Vicente Mejía Colindres a Carías Andino: “DESEO QUE EN ESTE CARGO SEAS MENOS INFORTUNADO QUE YO”

Alfonso Guillén Zelaya

A todos a afectado la crisis económica en que estamos, hundidos, gracias a la inercia, la timidez y la imprevisión. El profesional, el comerciante, el agricultor, el artesano, el jornalero, todos han visto descender sus entradas, no solo por remuneración menor de su trabajo, sino por escasez del mismo o falta de negocios. Cada uno en su clase ha tenido sus alternativas, en decir días buenos y malos, o, si se quiere, momentos magníficos y momentos de miseria. Pero los telegrafistas y los maestros están fuera de la regla general. Estos parece que trabajan sin esperanza de cambio. No tienen bonanza, sino perpetua penuria, como si en los encargados de retribuir sus esfuerzos que son verdaderos sacrificios, privara el criterio arraigado de que el telegrafista y el maestro no necesitan comer para vivir, siempre se resuelve asignarles sueldos escasos que al final, para hacer más sangrienta la ironía, no se les paga.

Nada menos ayer, nuestro corresponsal en Comayagua nos dice: “los pobres telegrafistas de esta ciudad están sin sueldo desde hace tres meses, lo cual constituye una injusticia con estos esclavos del deber. Debe hacerse -agrega- todo esfuerzo para pagárseles. Por de pronto, siquiera una parte de lo que se les adeuda. Querer es poder”.

Con respecto a los sueldos de los maestros, han llegado ya tantos mensajes quejándose de la falta de pagos, que no creemos necesario repetir ninguno.

Merece realmente una enérgica censura el descuido y la indiferencia con que se ve la remuneración de los telegrafistas y maestros, no sólo por el hecho de que sus sueldos, como decimos antes, han sido siempre y son ahora demasiado reducidos, sino porque ese trabajo es un trabajo sagrado, un trabajo de los más duros, que debiera pagarse de preferencia. Parte de la seguridad del Estado está en los telegrafistas. La seguridad del porvenir está en los maestros.

El telegrafista está condenado a transmitir en silencio, bajo discreción y reserva, la monotonía somnolienta del diario lugar común o de la necedad fatigante. Raras veces pasa por sus ojos la frase perfumada de un amor lejano, el interés de los grandes acontecimientos del mundo o la palabra eminente de las inteligencias mejores. Pero nadie piensa en eso, sino en exigirle, sin reconocimiento y sin pago, el máximum de trabajo y de lealtad.

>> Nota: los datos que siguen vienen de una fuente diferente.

use std::future::Future;
use std::sync::Arc;

use chrono::{DateTime, Duration, Utc};
use futures::future::BoxFuture;
use tokio::sync::Mutex;
use tracing::{debug, info, warn};

use crate::error::ConnectorError;
use crate::models::Place;

/// Source of the complete, unfiltered place list.
///
/// Implemented for any `Fn() -> impl Future<Output = anyhow::Result<Vec<Place>>>`,
/// so plain async closures can be used as retrievers.
pub trait PlacesRetriever: Send + Sync {
    fn retrieve(&self) -> BoxFuture<'_, anyhow::Result<Vec<Place>>>;
}

impl<F, Fut> PlacesRetriever for F
where
    F: Fn() -> Fut + Send + Sync,
    Fut: Future<Output = anyhow::Result<Vec<Place>>> + Send + 'static,
{
    fn retrieve(&self) -> BoxFuture<'_, anyhow::Result<Vec<Place>>> {
        Box::pin(self())
    }
}

/// Time source used to decide cache expiry.
pub type Clock = Arc<dyn Fn() -> DateTime<Utc> + Send + Sync>;

pub fn system_clock() -> Clock {
    Arc::new(Utc::now)
}

/// An immutable view of the cached places at a given refresh generation.
#[derive(Debug, Clone)]
pub struct CacheSnapshot {
    pub generation: u64,
    pub places: Arc<[Place]>,
}

#[derive(Debug, Default)]
struct CacheEntry {
    places: Option<Arc<[Place]>>,
    expires_at: Option<DateTime<Utc>>,
    /// Incremented on every successful refresh
    generation: u64,
}

impl CacheEntry {
    fn is_stale(&self, now: DateTime<Utc>) -> bool {
        match (&self.places, self.expires_at) {
            (None, _) => true,
            (Some(_), Some(expires_at)) => now >= expires_at,
            (Some(_), None) => false,
        }
    }
}

/// Shared, lazily refreshed snapshot of every place.
///
/// Without a retriever the snapshot given at construction is served forever.
/// With one, the snapshot is fetched on first use and again whenever the
/// expiration time has been reached.
pub struct PlacesCache {
    retriever: Option<Arc<dyn PlacesRetriever>>,
    ttl: Option<Duration>,
    clock: Clock,
    // Held across the retriever call so concurrent refreshes collapse into one
    entry: Mutex<CacheEntry>,
}

impl PlacesCache {
    /// Cache backed by a retriever, optionally seeded with an earlier
    /// snapshot and its expiration time.
    pub fn with_retriever(
        retriever: Arc<dyn PlacesRetriever>,
        lifetime_sec: Option<u64>,
        places: Option<Vec<Place>>,
        expires_at: Option<DateTime<Utc>>,
    ) -> Self {
        Self {
            retriever: Some(retriever),
            ttl: lifetime_sec.map(ttl_from_secs),
            clock: system_clock(),
            entry: Mutex::new(CacheEntry {
                places: places.map(Arc::from),
                expires_at,
                generation: 0,
            }),
        }
    }

    /// Cache over a fixed list that is never refreshed.
    pub fn from_places(places: Vec<Place>) -> Self {
        Self {
            retriever: None,
            ttl: None,
            clock: system_clock(),
            entry: Mutex::new(CacheEntry {
                places: Some(Arc::from(places)),
                expires_at: None,
                generation: 0,
            }),
        }
    }

    /// Replace the time source (used to simulate expiry).
    pub fn with_clock(mut self, clock: Clock) -> Self {
        self.clock = clock;
        self
    }

    pub fn ttl(&self) -> Option<Duration> {
        self.ttl
    }

    pub async fn expires_at(&self) -> Option<DateTime<Utc>> {
        self.entry.lock().await.expires_at
    }

    pub async fn generation(&self) -> u64 {
        self.entry.lock().await.generation
    }

    /// Whether the next `snapshot` call would invoke the retriever
    pub async fn is_stale(&self) -> bool {
        self.retriever.is_some() && self.entry.lock().await.is_stale((self.clock)())
    }

    /// Current snapshot, refreshed from the retriever first when stale.
    ///
    /// A failed retrieval leaves the previous snapshot and expiration
    /// untouched, so the next call retries.
    pub async fn snapshot(&self) -> Result<CacheSnapshot, ConnectorError> {
        let mut entry = self.entry.lock().await;

        if let Some(ref retriever) = self.retriever {
            if entry.is_stale((self.clock)()) {
                debug!(generation = entry.generation, "Places cache stale, retrieving");

                let places = retriever.retrieve().await.map_err(|e| {
                    warn!(error = %e, "Places retrieval failed");
                    ConnectorError::Retrieval(e)
                })?;

                if let Some(ttl) = self.ttl {
                    // Out-of-range expirations mean the snapshot never expires
                    entry.expires_at = (self.clock)().checked_add_signed(ttl);
                }
                entry.places = Some(Arc::from(places));
                entry.generation += 1;

                info!(
                    count = entry.places.as_ref().map_or(0, |p| p.len()),
                    generation = entry.generation,
                    expires_at = ?entry.expires_at,
                    "Places cache refreshed"
                );
            } else {
                debug!(generation = entry.generation, "Places cache hit");
            }
        }

        Ok(CacheSnapshot {
            generation: entry.generation,
            places: entry.places.clone().unwrap_or_else(|| Arc::from(Vec::new())),
        })
    }
}

impl std::fmt::Debug for PlacesCache {
    fn fmt(&self, f: &mut std::fmt::Formatter<'_>) -> std::fmt::Result {
        f.debug_struct("PlacesCache")
            .field("has_retriever", &self.retriever.is_some())
            .field("ttl", &self.ttl)
            .finish_non_exhaustive()
    }
}

fn ttl_from_secs(secs: u64) -> Duration {
    let secs = i64::try_from(secs).unwrap_or(i64::MAX).min(i64::MAX / 1000);
    Duration::seconds(secs)
}

// ============================================================================
// Tests
// ============================================================================

#[cfg(test)]
mod tests {
    use super::*;
    use std::sync::atomic::{AtomicI64, AtomicUsize, Ordering};

    fn sample_places() -> Vec<Place> {
        vec![
            Place::new("A001", "Rome").with_province("RM"),
            Place::new("Z404", "France"),
        ]
    }

    fn counting_retriever(calls: Arc<AtomicUsize>) -> Arc<dyn PlacesRetriever> {
        Arc::new(move || {
            let calls = calls.clone();
            async move {
                calls.fetch_add(1, Ordering::SeqCst);
                Ok::<_, anyhow::Error>(sample_places())
            }
        })
    }

    /// Clock starting at a fixed instant, advanced by hand in seconds.
    fn manual_clock() -> (Clock, Arc<AtomicI64>) {
        let start = Utc::now();
        let offset = Arc::new(AtomicI64::new(0));
        let handle = offset.clone();
        let clock: Clock =
            Arc::new(move || start + Duration::seconds(handle.load(Ordering::SeqCst)));
        (clock, offset)
    }

    #[tokio::test]
    async fn test_static_places_never_refresh() {
        let cache = PlacesCache::from_places(sample_places());
        assert!(!cache.is_stale().await);

        let first = cache.snapshot().await.unwrap();
        let second = cache.snapshot().await.unwrap();
        assert_eq!(first.places.len(), 2);
        assert_eq!(first.generation, 0);
        assert_eq!(second.generation, 0);
        assert!(Arc::ptr_eq(&first.places, &second.places));
    }

    #[tokio::test]
    async fn test_first_snapshot_retrieves() {
        let calls = Arc::new(AtomicUsize::new(0));
        let cache = PlacesCache::with_retriever(counting_retriever(calls.clone()), None, None, None);
        assert!(cache.is_stale().await);

        let snapshot = cache.snapshot().await.unwrap();
        assert_eq!(snapshot.places.len(), 2);
        assert_eq!(snapshot.generation, 1);
        assert_eq!(calls.load(Ordering::SeqCst), 1);
    }

    #[tokio::test]
    async fn test_no_ttl_retrieves_once() {
        let calls = Arc::new(AtomicUsize::new(0));
        let cache = PlacesCache::with_retriever(counting_retriever(calls.clone()), None, None, None);

        for _ in 0..5 {
            cache.snapshot().await.unwrap();
        }
        assert_eq!(calls.load(Ordering::SeqCst), 1);
        assert_eq!(cache.expires_at().await, None);
    }

    #[tokio::test]
    async fn test_ttl_refresh_trigger() {
        let calls = Arc::new(AtomicUsize::new(0));
        let (clock, offset) = manual_clock();
        let cache =
            PlacesCache::with_retriever(counting_retriever(calls.clone()), Some(60), None, None)
                .with_clock(clock);

        cache.snapshot().await.unwrap();
        assert_eq!(calls.load(Ordering::SeqCst), 1);

        offset.store(59, Ordering::SeqCst);
        cache.snapshot().await.unwrap();
        assert_eq!(calls.load(Ordering::SeqCst), 1);

        offset.store(60, Ordering::SeqCst);
        assert!(cache.is_stale().await);
        let snapshot = cache.snapshot().await.unwrap();
        assert_eq!(calls.load(Ordering::SeqCst), 2);
        assert_eq!(snapshot.generation, 2);

        // Expiry is measured from the latest refresh
        offset.store(119, Ordering::SeqCst);
        cache.snapshot().await.unwrap();
        assert_eq!(calls.load(Ordering::SeqCst), 2);

        offset.store(125, Ordering::SeqCst);
        cache.snapshot().await.unwrap();
        assert_eq!(calls.load(Ordering::SeqCst), 3);
    }

    #[tokio::test]
    async fn test_seeded_snapshot_with_past_expiration_refreshes() {
        let calls = Arc::new(AtomicUsize::new(0));
        let cache = PlacesCache::with_retriever(
            counting_retriever(calls.clone()),
            Some(3600),
            Some(vec![Place::new("B002", "Old")]),
            Some(Utc::now() - Duration::minutes(1)),
        );

        let snapshot = cache.snapshot().await.unwrap();
        assert_eq!(calls.load(Ordering::SeqCst), 1);
        assert_eq!(snapshot.places.len(), 2);
        assert!(cache.expires_at().await.unwrap() > Utc::now());
    }

    #[tokio::test]
    async fn test_seeded_snapshot_without_expiration_is_served() {
        let calls = Arc::new(AtomicUsize::new(0));
        let cache = PlacesCache::with_retriever(
            counting_retriever(calls.clone()),
            None,
            Some(vec![Place::new("B002", "Old")]),
            None,
        );

        let snapshot = cache.snapshot().await.unwrap();
        assert_eq!(calls.load(Ordering::SeqCst), 0);
        assert_eq!(snapshot.places[0].code, "B002");
    }

    #[tokio::test]
    async fn test_failed_retrieval_keeps_previous_state() {
        let calls = Arc::new(AtomicUsize::new(0));
        let counter = calls.clone();
        let retriever: Arc<dyn PlacesRetriever> = Arc::new(move || {
            let attempt = counter.fetch_add(1, Ordering::SeqCst);
            async move {
                if attempt == 1 {
                    anyhow::bail!("source unavailable");
                }
                Ok(sample_places())
            }
        });
        let (clock, offset) = manual_clock();
        let cache = PlacesCache::with_retriever(retriever, Some(10), None, None).with_clock(clock);

        cache.snapshot().await.unwrap();
        let expires_at = cache.expires_at().await;

        offset.store(10, Ordering::SeqCst);
        let err = cache.snapshot().await.unwrap_err();
        assert!(matches!(err, ConnectorError::Retrieval(_)));
        assert_eq!(err.to_string(), "source unavailable");
        assert_eq!(cache.expires_at().await, expires_at);
        assert_eq!(cache.generation().await, 1);

        // Next call retries instead of staying failed
        let snapshot = cache.snapshot().await.unwrap();
        assert_eq!(calls.load(Ordering::SeqCst), 3);
        assert_eq!(snapshot.generation, 2);
    }

    #[tokio::test]
    async fn test_failed_first_retrieval_is_retried() {
        let calls = Arc::new(AtomicUsize::new(0));
        let counter = calls.clone();
        let retriever: Arc<dyn PlacesRetriever> = Arc::new(move || {
            let attempt = counter.fetch_add(1, Ordering::SeqCst);
            async move {
                if attempt == 0 {
                    anyhow::bail!("timeout");
                }
                Ok(sample_places())
            }
        });
        let cache = PlacesCache::with_retriever(retriever, None, None, None);

        assert!(cache.snapshot().await.is_err());
        assert!(cache.is_stale().await);
        assert_eq!(cache.snapshot().await.unwrap().places.len(), 2);
    }

    #[tokio::test(flavor = "multi_thread", worker_threads = 4)]
    async fn test_concurrent_snapshots_retrieve_once() {
        let calls = Arc::new(AtomicUsize::new(0));
        let counter = calls.clone();
        let retriever: Arc<dyn PlacesRetriever> = Arc::new(move || {
            let counter = counter.clone();
            async move {
                counter.fetch_add(1, Ordering::SeqCst);
                tokio::time::sleep(std::time::Duration::from_millis(20)).await;
                Ok::<_, anyhow::Error>(sample_places())
            }
        });
        let cache = Arc::new(PlacesCache::with_retriever(retriever, Some(3600), None, None));

        let handles: Vec<_> = (0..8)
            .map(|_| {
                let cache = cache.clone();
                tokio::spawn(async move { cache.snapshot().await.map(|s| s.generation) })
            })
            .collect();

        for handle in handles {
            assert_eq!(handle.await.unwrap().unwrap(), 1);
        }
        assert_eq!(calls.load(Ordering::SeqCst), 1);
    }
}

El maestro perdura modelando vidas, orientando espíritus, y apenas si le es dable, ya viejo, amargado y empobrecido, alzarse en la eficacia de su labor realizada, de su deber cumplido. Sin embargo, todos le piden más, siempre más a su sacrificio irretribuido.

El Gobierno debería poner término a esta explotación injusta y despiadada del telegrafista y del maestro, no solamente pagándoles de preferencia y cumplidamente sus sueldos, sino empeñándose en que basten a la satisfacción holgada de sus necesidades.